Experimental Validation with Battery EV Car Data
We validated our method using degradation data from Panasonic 18650 lithium-ion batteries, commonly used in battery EV cars. The dataset was divided into two groups: one for parameter estimation and another for testing. Self-healing times of 2, 5, and 10 minutes were applied during discharge cycles to simulate real-world conditions in battery EV cars. The testing protocol included charging at 3.4 A (1 C) until 4.2 V, followed by constant-voltage charging until 0.34 A (0.1 C). Discharge was at 3.4 A (1 C) until 3 V, then a self-healing period, resuming discharge to 2.5 V. Cycles repeated until capacity faded to 80% of the rated 3.4 Ah (i.e., 2.7 Ah), with data recorded at 10 Hz. The failure threshold ω was set to 0.2 (20% capacity loss). The degradation curves for different self-healing times are summarized below, showing capacity fade over cycles.
The RUL predictions were compared using three methods: Method 1 (ignoring self-healing), Method 2 (a baseline linear model), and Method 3 (our proposed model with self-healing). The actual RUL was determined from the degradation curves as the cycle count until exceeding ω. The results demonstrate the accuracy of our approach for battery EV cars.
| Method | Self-Healing Time (min) | Actual RUL (cycles) | Predicted RUL (cycles) | Absolute Error (cycles) | Relative Error (%) |
|---|---|---|---|---|---|
| Method 1 | 2 | 165 | 177 | 12 | 7.27 |
| Method 2 | 2 | 165 | 144 | 21 | 12.7 |
| Method 3 | 2 | 165 | 162 | 3 | 1.82 |
| Method 1 | 5 | 184 | 199 | 15 | 8.15 |
| Method 2 | 5 | 184 | 166 | 18 | 9.78 |
| Method 3 | 5 | 184 | 175 | 9 | 4.81 |
| Method 1 | 10 | 187 | 161 | 26 | 13.9 |
| Method 2 | 10 | 187 | 167 | 20 | 10.7 |
| Method 3 | 10 | 187 | 191 | 4 | 2.14 |
Our proposed Method 3 consistently outperforms others, with lower errors across all self-healing times, highlighting its effectiveness for RUL prediction in battery EV cars. The integration of self-healing into the degradation model captures real-world behavior, making it suitable for practical applications in battery EV cars.

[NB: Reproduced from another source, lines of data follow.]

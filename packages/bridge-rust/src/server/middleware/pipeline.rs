//! Pipeline composition: combines all middleware layers into a single service stack.

use tower::ServiceBuilder;

use super::metrics::{MetricsLayer, MetricsService};
use super::timeout::{TimeoutLayer, TimeoutService};
use crate::config::ServerConfig;
use crate::server::router::ActionRouter;

/// The dispatch service used by [`RpcServer`](crate::server::RpcServer).
pub type DispatchPipeline = TimeoutService<MetricsService<ActionRouter>>;

/// Build the dispatch pipeline by wrapping the `ActionRouter` with middleware layers.
///
/// Layer order (outermost to innermost):
/// 1. `TimeoutLayer` -- enforce the optional handler time limit
/// 2. `MetricsLayer` -- record timing and outcome (closest to the actual handler)
///
/// A timed-out dispatch is therefore not seen by `MetricsLayer`; it is counted
/// by the server's failed-reply statistics instead.
#[must_use]
pub fn build_dispatch_pipeline(router: ActionRouter, config: &ServerConfig) -> DispatchPipeline {
    ServiceBuilder::new()
        .layer(TimeoutLayer::new(config.handler_timeout))
        .layer(MetricsLayer)
        .service(router)
}

// ---------------------------------------------------------------------------
// Tests
// ---------------------------------------------------------------------------
//! RPC publisher: correlated request/reply over a private reply queue.
//!
//! 1. **Initialization**: declare request queues, declare one exclusive reply
//!    queue, start a single no-ack consumer on it.
//! 2. **Calls** (`call`): register a pending entry with its timer, publish the
//!    request with `correlation_id` and `reply_to`, await the outcome.
//! 3. **Reply listener**: demultiplexes replies into the [`PendingTable`] by
//!    correlation id and re-establishes the reply queue after a lost channel.

pub mod pending;

use std::sync::Arc;
use std::time::Duration;

use arc_swap::ArcSwap;
use courier_core::{CorrelationId, MessageProperties, RequestEnvelope, ResponseEnvelope};
use futures_util::StreamExt;
use serde::Serialize;
use serde_json::Value;
use tokio::task::JoinHandle;
use tracing::{debug, info, warn};

use crate::broker::{Broker, ConsumeOptions, Delivery, DeliveryStream, QueueOptions};
use crate::config::PublisherConfig;
use crate::connection::ConnectionManager;
use crate::error::{BrokerError, RpcError};
use crate::telemetry::RPC_CALLS_TOTAL;

pub use pending::{Completion, PendingReply, PendingTable};

// ---------------------------------------------------------------------------
// RpcPublisher
// ---------------------------------------------------------------------------

/// Issues RPC calls and tracks their replies.
///
/// Each instance owns its reply queue and correlation table; several
/// publishers can share one [`ConnectionManager`] without seeing each
/// other's replies. Dropping the publisher stops its reply listener.
pub struct RpcPublisher {
    manager: Arc<ConnectionManager>,
    config: PublisherConfig,
    pending: Arc<PendingTable>,
    reply_queue: Arc<ArcSwap<String>>,
    listener: JoinHandle<()>,
}

impl RpcPublisher {
    /// Connects, declares queues and starts the reply listener.
    ///
    /// Waits for the broker (retrying forever) if it is not reachable yet.
    ///
    /// # Errors
    ///
    /// Returns an error if a queue declaration or the reply consumer fails on
    /// an otherwise open channel.
    pub async fn initialize(
        manager: Arc<ConnectionManager>,
        config: PublisherConfig,
    ) -> Result<Self, RpcError> {
        Self::with_table(manager, config, Arc::new(PendingTable::new())).await
    }

    /// Like [`initialize`](Self::initialize) with a caller-provided table.
    ///
    /// # Errors
    ///
    /// See [`initialize`](Self::initialize).
    pub async fn with_table(
        manager: Arc<ConnectionManager>,
        config: PublisherConfig,
        pending: Arc<PendingTable>,
    ) -> Result<Self, RpcError> {
        let channel = manager.get_channel().await;
        let (reply_name, stream) = open_reply_consumer(channel.as_ref(), &config).await?;
        info!(reply_queue = %reply_name, "RPC publisher initialized");

        let reply_queue = Arc::new(ArcSwap::from_pointee(reply_name));
        let listener = ReplyListener {
            manager: Arc::clone(&manager),
            config: config.clone(),
            pending: Arc::clone(&pending),
            reply_queue: Arc::clone(&reply_queue),
        };
        let listener = tokio::spawn(listener.run(channel, stream));

        Ok(Self {
            manager,
            config,
            pending,
            reply_queue,
            listener,
        })
    }

    /// Publishes `payload` to `queue` and waits for the correlated reply.
    ///
    /// The timer starts before the broker channel is acquired, so the call
    /// fails with [`RpcError::Timeout`] after `timeout` even while the broker
    /// is unreachable.
    ///
    /// # Errors
    ///
    /// - [`RpcError::Encode`] if `payload` cannot be serialized.
    /// - [`RpcError::Broker`] if the publish is rejected.
    /// - [`RpcError::Timeout`] if no reply arrives within `timeout`.
    /// - [`RpcError::Parse`] if the reply body is not a response envelope.
    pub async fn call<T>(
        &self,
        queue: &str,
        payload: &T,
        timeout: Duration,
    ) -> Result<ResponseEnvelope, RpcError>
    where
        T: Serialize + ?Sized,
    {
        let body = serde_json::to_vec(payload)?;
        let id = CorrelationId::generate();
        let mut reply = self.pending.register(id.clone(), queue, timeout)?;

        let send = self.send(queue, &body, &id);
        tokio::select! {
            outcome = &mut reply => return record(queue, outcome),
            sent = send => {
                if let Err(err) = sent {
                    warn!(queue, correlation_id = %id, error = %err, "RPC publish failed");
                    self.pending.fail(id.as_str(), err.into());
                }
            }
        }

        record(queue, reply.await)
    }

    async fn send(&self, queue: &str, body: &[u8], id: &CorrelationId) -> Result<(), BrokerError> {
        let channel = self.manager.get_channel().await;
        let reply_to = self.reply_queue.load_full();
        let properties = MessageProperties::request(id.clone(), reply_to.as_str());
        channel.publish(queue, body, &properties).await?;
        debug!(queue, correlation_id = %id, reply_to = %reply_to, "RPC request sent");
        Ok(())
    }

    /// Calls `action` on `queue` with the default timeout and unwraps the reply.
    ///
    /// # Errors
    ///
    /// Everything [`call`](Self::call) returns, plus [`RpcError::Remote`] when
    /// the server replies with `ok: false`.
    pub async fn invoke(&self, queue: &str, action: &str, data: Value) -> Result<Value, RpcError> {
        let envelope = RequestEnvelope::new(action, data);
        let reply = self
            .call(queue, &envelope, self.config.default_timeout)
            .await?;
        reply.into_result().map_err(RpcError::Remote)
    }

    /// Number of calls awaiting a reply.
    #[must_use]
    pub fn pending_count(&self) -> usize {
        self.pending.len()
    }

    /// The correlation table of this publisher.
    #[must_use]
    pub fn pending(&self) -> &Arc<PendingTable> {
        &self.pending
    }

    /// Current reply queue address.
    #[must_use]
    pub fn reply_queue(&self) -> String {
        self.reply_queue.load().as_ref().clone()
    }

    /// Publisher settings.
    #[must_use]
    pub fn config(&self) -> &PublisherConfig {
        &self.config
    }
}

impl Drop for RpcPublisher {
    fn drop(&mut self) {
        self.listener.abort();
    }
}

fn record(queue: &str, outcome: Completion) -> Completion {
    let label = match &outcome {
        Ok(reply) if reply.ok => "ok",
        Ok(_) => "remote_error",
        Err(err) => err.kind(),
    };
    metrics::counter!(
        RPC_CALLS_TOTAL,
        "queue" => queue.to_string(),
        "outcome" => label
    )
    .increment(1);
    outcome
}

/// Declares request queues and the reply queue, and subscribes to replies.
async fn open_reply_consumer(
    channel: &dyn Broker,
    config: &PublisherConfig,
) -> Result<(String, DeliveryStream), BrokerError> {
    for queue in &config.request_queues {
        channel.declare_queue(queue, QueueOptions::durable()).await?;
    }
    let reply = channel.declare_queue("", QueueOptions::exclusive()).await?;
    let stream = channel
        .consume(&reply.name, ConsumeOptions::auto_ack())
        .await?;
    Ok((reply.name, stream))
}

// ---------------------------------------------------------------------------
// ReplyListener
// ---------------------------------------------------------------------------

struct ReplyListener {
    manager: Arc<ConnectionManager>,
    config: PublisherConfig,
    pending: Arc<PendingTable>,
    reply_queue: Arc<ArcSwap<String>>,
}

impl ReplyListener {
    async fn run(self, mut channel: Arc<dyn Broker>, mut stream: DeliveryStream) {
        loop {
            while let Some(item) = stream.next().await {
                match item {
                    Ok(delivery) => self.dispatch(&delivery),
                    Err(err) => {
                        warn!(error = %err, "reply consumer failed");
                        break;
                    }
                }
            }

            warn!(reply_queue = %self.reply_queue.load(), "reply stream ended, re-establishing");
            (channel, stream) = self.reopen(&channel).await;
        }
    }

    fn dispatch(&self, delivery: &Delivery) {
        let Some(id) = delivery.properties.correlation_id.as_ref() else {
            debug!("reply without correlation id dropped");
            return;
        };
        if !self.pending.resolve(id.as_str(), &delivery.body) {
            debug!(correlation_id = %id, "reply for unknown or expired call dropped");
        }
    }

    async fn reopen(&self, stale: &Arc<dyn Broker>) -> (Arc<dyn Broker>, DeliveryStream) {
        self.manager.invalidate(stale).await;
        loop {
            let channel = self.manager.get_channel().await;
            match open_reply_consumer(channel.as_ref(), &self.config).await {
                Ok((name, stream)) => {
                    info!(reply_queue = %name, "reply queue re-established");
                    self.reply_queue.store(Arc::new(name));
                    return (channel, stream);
                }
                Err(err) => {
                    warn!(error = %err, "failed to re-establish reply queue");
                    self.manager.invalidate(&channel).await;
                    tokio::time::sleep(self.manager.retry_interval()).await;
                }
            }
        }
    }
}
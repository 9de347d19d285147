//! Metrics middleware for action dispatch.
//!
//! Wraps each dispatch in a `tracing` span and records
//! `courier_dispatch_total{action,outcome}` and
//! `courier_dispatch_duration_seconds{action}` through the `metrics` facade.
//! Unregistered actions share the [`UNKNOWN_ACTION_LABEL`] label value.

use std::future::Future;
use std::pin::Pin;
use std::task::{Context, Poll};
use std::time::Instant;

use serde_json::Value;
use tower::{Layer, Service};
use tracing::{info_span, Instrument};

use crate::server::dispatch::{ActionRequest, DispatchError};
use crate::telemetry::{DISPATCH_DURATION_SECONDS, DISPATCH_TOTAL};

/// `action` label recorded for requests no handler was registered for.
pub const UNKNOWN_ACTION_LABEL: &str = "unknown";

fn action_label(action: String, result: &Result<Value, DispatchError>) -> String {
    match result {
        Err(DispatchError::UnknownAction { .. }) => UNKNOWN_ACTION_LABEL.to_string(),
        _ => action,
    }
}

// ---------------------------------------------------------------------------
// MetricsLayer
// ---------------------------------------------------------------------------

/// Tower layer that instruments dispatches with timing and outcome.
#[derive(Debug, Clone, Copy, Default)]
pub struct MetricsLayer;

impl<S> Layer<S> for MetricsLayer {
    type Service = MetricsService<S>;

    fn layer(&self, inner: S) -> Self::Service {
        MetricsService { inner }
    }
}

// ---------------------------------------------------------------------------
// MetricsService
// ---------------------------------------------------------------------------

/// Service wrapper that records dispatch duration and outcome.
#[derive(Debug, Clone)]
pub struct MetricsService<S> {
    inner: S,
}

impl<S> Service<ActionRequest> for MetricsService<S>
where
    S: Service<ActionRequest, Response = Value, Error = DispatchError> + Send,
    S::Future: Send + 'static,
{
    type Response = Value;
    type Error = DispatchError;
    type Future = Pin<Box<dyn Future<Output = Result<Value, DispatchError>> + Send>>;

    fn poll_ready(&mut self, cx: &mut Context<'_>) -> Poll<Result<(), Self::Error>> {
        self.inner.poll_ready(cx)
    }

    fn call(&mut self, req: ActionRequest) -> Self::Future {
        let action = req.ctx.action.clone();
        let correlation_id = req
            .ctx
            .correlation_id
            .as_ref()
            .map(ToString::to_string)
            .unwrap_or_default();

        let span = info_span!(
            "dispatch",
            action = %action,
            queue = %req.ctx.queue,
            correlation_id = %correlation_id,
            duration_ms = tracing::field::Empty,
            outcome = tracing::field::Empty,
        );

        let fut = self.inner.call(req);

        Box::pin(
            async move {
                let start = Instant::now();
                let result = fut.await;
                let elapsed = start.elapsed();

                let outcome = match &result {
                    Ok(_) => "ok",
                    Err(err) => err.outcome(),
                };

                let duration_ms = u64::try_from(elapsed.as_millis()).unwrap_or(u64::MAX);
                tracing::Span::current().record("duration_ms", duration_ms);
                tracing::Span::current().record("outcome", outcome);
                tracing::debug!(action = %action, duration_ms, outcome, "dispatch complete");

                let label = action_label(action, &result);
                metrics::counter!(
                    DISPATCH_TOTAL,
                    "action" => label.clone(),
                    "outcome" => outcome
                )
                .increment(1);
                metrics::histogram!(DISPATCH_DURATION_SECONDS, "action" => label)
                    .record(elapsed.as_secs_f64());

                result
            }
            .instrument(span),
        )
    }
}

// ---------------------------------------------------------------------------
// Tests
// ---------------------------------------------------------------------------
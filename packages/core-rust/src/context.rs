use crate::correlation::CorrelationId;

/// Per-message context handed to an action handler alongside its payload.
/// Carries routing metadata only; handlers must not rely on it for business rules.
#[derive(Debug, Clone)]
pub struct ActionContext {
    /// Name of the action being dispatched.
    pub action: String,
    /// Request queue the message was consumed from.
    pub queue: String,
    /// Correlation id of the request, if the sender attached one.
    pub correlation_id: Option<CorrelationId>,
    /// Reply address of the request. `None` for one-way events.
    pub reply_to: Option<String>,
}

impl ActionContext {
    /// Context for a dispatch outside of any broker delivery (tests, local calls).
    #[must_use]
    pub fn local(action: impl Into<String>) -> Self {
        Self {
            action: action.into(),
            queue: String::new(),
            correlation_id: None,
            reply_to: None,
        }
    }
}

Discussion on Battery EV Car Applications
The self-healing phenomenon in lithium-ion batteries for battery EV cars is often overlooked but can significantly impact RUL estimation. By incorporating it into stochastic degradation models, we improve prediction accuracy, which is vital for maintenance scheduling and safety management in battery EV cars. For instance, in battery EV cars, self-healing during parking or charging breaks can temporarily restore capacity, delaying failure. Our model accounts for this through the additive term Z, modeled as a normal random variable. The parameter estimation process leverages real degradation data from battery EV cars, ensuring robustness. Future work could explore adaptive thresholds or machine learning integrations to further enhance predictions for diverse battery EV car scenarios.
Conclusion
This study presents a comprehensive method for predicting the remaining useful life of lithium-ion batteries in battery EV cars, considering the self-healing effect. We developed nonlinear degradation models with and without self-healing, derived probability density functions for life and RUL, and provided a parameter estimation framework. Experimental validation using 18650 battery data showed that our method reduces prediction errors compared to alternatives, underscoring its value for health management in battery EV cars. By addressing self-healing, we contribute to safer and more reliable battery EV cars, extending battery lifespan and optimizing performance. As battery EV cars become more prevalent, such advanced prediction tools will be crucial for sustainable transportation.
In summary, the RUL prediction for lithium-ion batteries in battery EV cars is a critical area that benefits from stochastic modeling and real-data validation. Our approach demonstrates how accounting for self-healing can lead to more accurate forecasts, ultimately supporting the advancement of battery EV cars in the automotive industry. Further research could extend this to other battery types or environmental conditions, broadening its applicability for battery EV cars worldwide.